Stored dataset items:
++++++++++++++++++++
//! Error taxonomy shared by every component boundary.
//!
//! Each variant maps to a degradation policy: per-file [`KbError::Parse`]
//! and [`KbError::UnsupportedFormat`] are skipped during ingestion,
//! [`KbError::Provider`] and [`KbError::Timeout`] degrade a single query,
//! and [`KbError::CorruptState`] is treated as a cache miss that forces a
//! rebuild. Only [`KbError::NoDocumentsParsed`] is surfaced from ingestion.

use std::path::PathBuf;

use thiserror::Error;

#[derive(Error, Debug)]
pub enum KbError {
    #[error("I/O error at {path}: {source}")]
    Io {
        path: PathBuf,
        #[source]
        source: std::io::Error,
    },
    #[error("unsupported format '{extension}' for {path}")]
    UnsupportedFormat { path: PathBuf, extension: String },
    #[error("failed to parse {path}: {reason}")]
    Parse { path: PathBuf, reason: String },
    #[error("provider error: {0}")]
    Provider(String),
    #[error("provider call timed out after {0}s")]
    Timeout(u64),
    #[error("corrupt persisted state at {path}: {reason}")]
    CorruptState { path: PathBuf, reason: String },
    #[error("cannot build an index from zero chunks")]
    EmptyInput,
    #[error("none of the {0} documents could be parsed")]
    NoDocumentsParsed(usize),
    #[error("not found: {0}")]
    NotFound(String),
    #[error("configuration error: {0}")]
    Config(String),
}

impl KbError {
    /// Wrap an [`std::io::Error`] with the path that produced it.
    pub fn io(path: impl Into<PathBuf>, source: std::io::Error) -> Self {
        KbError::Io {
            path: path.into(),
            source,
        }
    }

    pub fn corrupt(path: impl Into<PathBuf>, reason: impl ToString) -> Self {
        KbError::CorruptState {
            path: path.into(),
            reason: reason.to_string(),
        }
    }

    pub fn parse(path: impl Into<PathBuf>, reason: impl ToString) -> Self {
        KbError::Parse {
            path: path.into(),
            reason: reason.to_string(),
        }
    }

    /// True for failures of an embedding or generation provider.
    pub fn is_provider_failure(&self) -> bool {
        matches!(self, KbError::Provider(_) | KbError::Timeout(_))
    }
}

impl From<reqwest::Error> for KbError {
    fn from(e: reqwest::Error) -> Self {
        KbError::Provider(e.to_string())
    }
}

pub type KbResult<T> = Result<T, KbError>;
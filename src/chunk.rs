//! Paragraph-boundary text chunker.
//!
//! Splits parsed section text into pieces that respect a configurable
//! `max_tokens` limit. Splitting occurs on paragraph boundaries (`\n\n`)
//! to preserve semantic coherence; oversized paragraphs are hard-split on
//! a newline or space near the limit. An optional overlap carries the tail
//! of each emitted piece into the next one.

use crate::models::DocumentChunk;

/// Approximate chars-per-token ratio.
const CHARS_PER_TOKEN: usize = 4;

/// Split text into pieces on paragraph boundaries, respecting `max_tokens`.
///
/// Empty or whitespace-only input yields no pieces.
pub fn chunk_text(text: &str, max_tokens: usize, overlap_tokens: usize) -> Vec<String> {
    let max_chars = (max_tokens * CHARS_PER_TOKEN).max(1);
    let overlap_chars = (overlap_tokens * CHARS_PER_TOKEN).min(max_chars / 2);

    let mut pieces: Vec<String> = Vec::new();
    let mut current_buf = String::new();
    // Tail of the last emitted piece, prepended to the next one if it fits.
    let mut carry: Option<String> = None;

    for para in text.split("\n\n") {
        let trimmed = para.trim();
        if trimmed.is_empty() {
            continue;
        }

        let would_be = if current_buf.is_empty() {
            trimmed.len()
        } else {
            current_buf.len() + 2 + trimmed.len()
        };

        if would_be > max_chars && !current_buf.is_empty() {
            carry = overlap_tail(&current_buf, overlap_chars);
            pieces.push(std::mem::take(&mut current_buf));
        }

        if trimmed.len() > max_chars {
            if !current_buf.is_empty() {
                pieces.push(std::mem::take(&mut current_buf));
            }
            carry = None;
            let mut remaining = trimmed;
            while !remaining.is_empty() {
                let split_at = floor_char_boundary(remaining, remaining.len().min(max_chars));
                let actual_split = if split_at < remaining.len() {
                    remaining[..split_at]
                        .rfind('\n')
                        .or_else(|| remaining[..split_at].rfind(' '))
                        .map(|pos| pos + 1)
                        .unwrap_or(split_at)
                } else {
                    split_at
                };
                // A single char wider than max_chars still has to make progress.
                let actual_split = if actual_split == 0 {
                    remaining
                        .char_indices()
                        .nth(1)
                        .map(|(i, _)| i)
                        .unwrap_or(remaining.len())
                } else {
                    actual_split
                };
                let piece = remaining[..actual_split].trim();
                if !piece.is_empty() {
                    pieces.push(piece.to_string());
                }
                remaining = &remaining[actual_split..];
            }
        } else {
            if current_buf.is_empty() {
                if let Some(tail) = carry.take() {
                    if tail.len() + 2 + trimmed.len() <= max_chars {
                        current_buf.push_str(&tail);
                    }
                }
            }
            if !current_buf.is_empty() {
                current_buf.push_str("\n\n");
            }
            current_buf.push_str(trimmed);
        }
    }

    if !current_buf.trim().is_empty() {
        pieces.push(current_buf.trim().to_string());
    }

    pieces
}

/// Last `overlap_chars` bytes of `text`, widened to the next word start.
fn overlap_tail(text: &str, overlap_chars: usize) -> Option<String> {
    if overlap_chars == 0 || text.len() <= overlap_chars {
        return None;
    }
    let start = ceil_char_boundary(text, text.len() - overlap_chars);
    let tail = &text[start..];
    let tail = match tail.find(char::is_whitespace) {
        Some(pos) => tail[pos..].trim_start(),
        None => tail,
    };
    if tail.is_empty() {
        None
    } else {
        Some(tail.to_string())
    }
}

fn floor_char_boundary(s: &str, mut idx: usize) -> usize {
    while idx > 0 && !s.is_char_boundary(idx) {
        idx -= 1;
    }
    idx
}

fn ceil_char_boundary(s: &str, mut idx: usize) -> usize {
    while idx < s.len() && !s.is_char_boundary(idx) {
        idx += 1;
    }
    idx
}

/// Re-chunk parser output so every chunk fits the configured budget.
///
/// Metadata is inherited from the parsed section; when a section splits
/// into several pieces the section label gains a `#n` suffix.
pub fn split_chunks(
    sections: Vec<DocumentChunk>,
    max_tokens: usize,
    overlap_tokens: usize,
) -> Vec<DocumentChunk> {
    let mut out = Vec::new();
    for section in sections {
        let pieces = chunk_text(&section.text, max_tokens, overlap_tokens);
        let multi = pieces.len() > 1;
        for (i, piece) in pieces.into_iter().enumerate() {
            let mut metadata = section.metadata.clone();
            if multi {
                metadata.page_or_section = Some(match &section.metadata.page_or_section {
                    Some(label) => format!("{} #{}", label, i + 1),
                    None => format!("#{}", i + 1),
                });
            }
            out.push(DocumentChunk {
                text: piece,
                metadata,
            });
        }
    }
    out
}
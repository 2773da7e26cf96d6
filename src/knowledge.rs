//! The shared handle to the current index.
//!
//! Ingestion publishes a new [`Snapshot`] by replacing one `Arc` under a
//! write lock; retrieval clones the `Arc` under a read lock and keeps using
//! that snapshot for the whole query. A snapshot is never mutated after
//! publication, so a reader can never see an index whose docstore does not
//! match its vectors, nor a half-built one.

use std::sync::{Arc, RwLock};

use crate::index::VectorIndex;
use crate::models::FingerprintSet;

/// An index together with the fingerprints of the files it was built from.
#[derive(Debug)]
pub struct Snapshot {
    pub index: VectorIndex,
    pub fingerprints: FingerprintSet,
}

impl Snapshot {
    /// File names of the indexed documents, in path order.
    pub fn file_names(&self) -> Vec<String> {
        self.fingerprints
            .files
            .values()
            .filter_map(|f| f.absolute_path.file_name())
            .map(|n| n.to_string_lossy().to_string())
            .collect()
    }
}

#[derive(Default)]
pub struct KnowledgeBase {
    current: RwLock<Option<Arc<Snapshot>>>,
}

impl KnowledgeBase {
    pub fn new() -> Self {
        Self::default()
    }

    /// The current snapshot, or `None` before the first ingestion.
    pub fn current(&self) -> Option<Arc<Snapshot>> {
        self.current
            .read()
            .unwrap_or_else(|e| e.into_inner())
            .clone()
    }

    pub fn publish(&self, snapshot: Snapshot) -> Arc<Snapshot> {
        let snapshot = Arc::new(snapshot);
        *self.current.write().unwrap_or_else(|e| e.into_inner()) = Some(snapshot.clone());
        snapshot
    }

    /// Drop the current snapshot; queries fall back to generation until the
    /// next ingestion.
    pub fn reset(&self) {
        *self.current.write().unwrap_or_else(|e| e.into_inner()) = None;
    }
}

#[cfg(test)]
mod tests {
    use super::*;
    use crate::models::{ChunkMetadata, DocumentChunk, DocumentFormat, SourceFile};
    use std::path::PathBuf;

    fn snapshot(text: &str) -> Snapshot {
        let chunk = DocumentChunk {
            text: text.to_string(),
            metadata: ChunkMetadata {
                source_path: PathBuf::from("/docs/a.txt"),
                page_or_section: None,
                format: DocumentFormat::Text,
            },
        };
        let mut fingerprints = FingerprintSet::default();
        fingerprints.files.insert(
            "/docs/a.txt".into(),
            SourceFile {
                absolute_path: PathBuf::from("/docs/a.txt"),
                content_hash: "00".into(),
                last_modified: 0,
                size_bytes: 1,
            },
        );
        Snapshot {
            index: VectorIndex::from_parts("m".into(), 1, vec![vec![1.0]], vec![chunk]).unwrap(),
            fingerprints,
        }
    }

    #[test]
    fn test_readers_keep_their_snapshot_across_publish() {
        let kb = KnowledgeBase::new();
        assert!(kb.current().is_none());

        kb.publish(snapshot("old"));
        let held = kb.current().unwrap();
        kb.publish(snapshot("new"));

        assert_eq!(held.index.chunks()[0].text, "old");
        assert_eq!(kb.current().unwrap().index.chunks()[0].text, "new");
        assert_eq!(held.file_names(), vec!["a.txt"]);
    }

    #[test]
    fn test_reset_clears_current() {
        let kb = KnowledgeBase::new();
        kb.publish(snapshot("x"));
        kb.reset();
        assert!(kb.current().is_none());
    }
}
++++++++++++++++++++
__THE TASK__
Copy out each line of the data that includes the string "built".

__ANSWER FOR THE TASK__
//! match its vectors, nor a half-built one.
/// An index together with the fingerprints of the files it was built from.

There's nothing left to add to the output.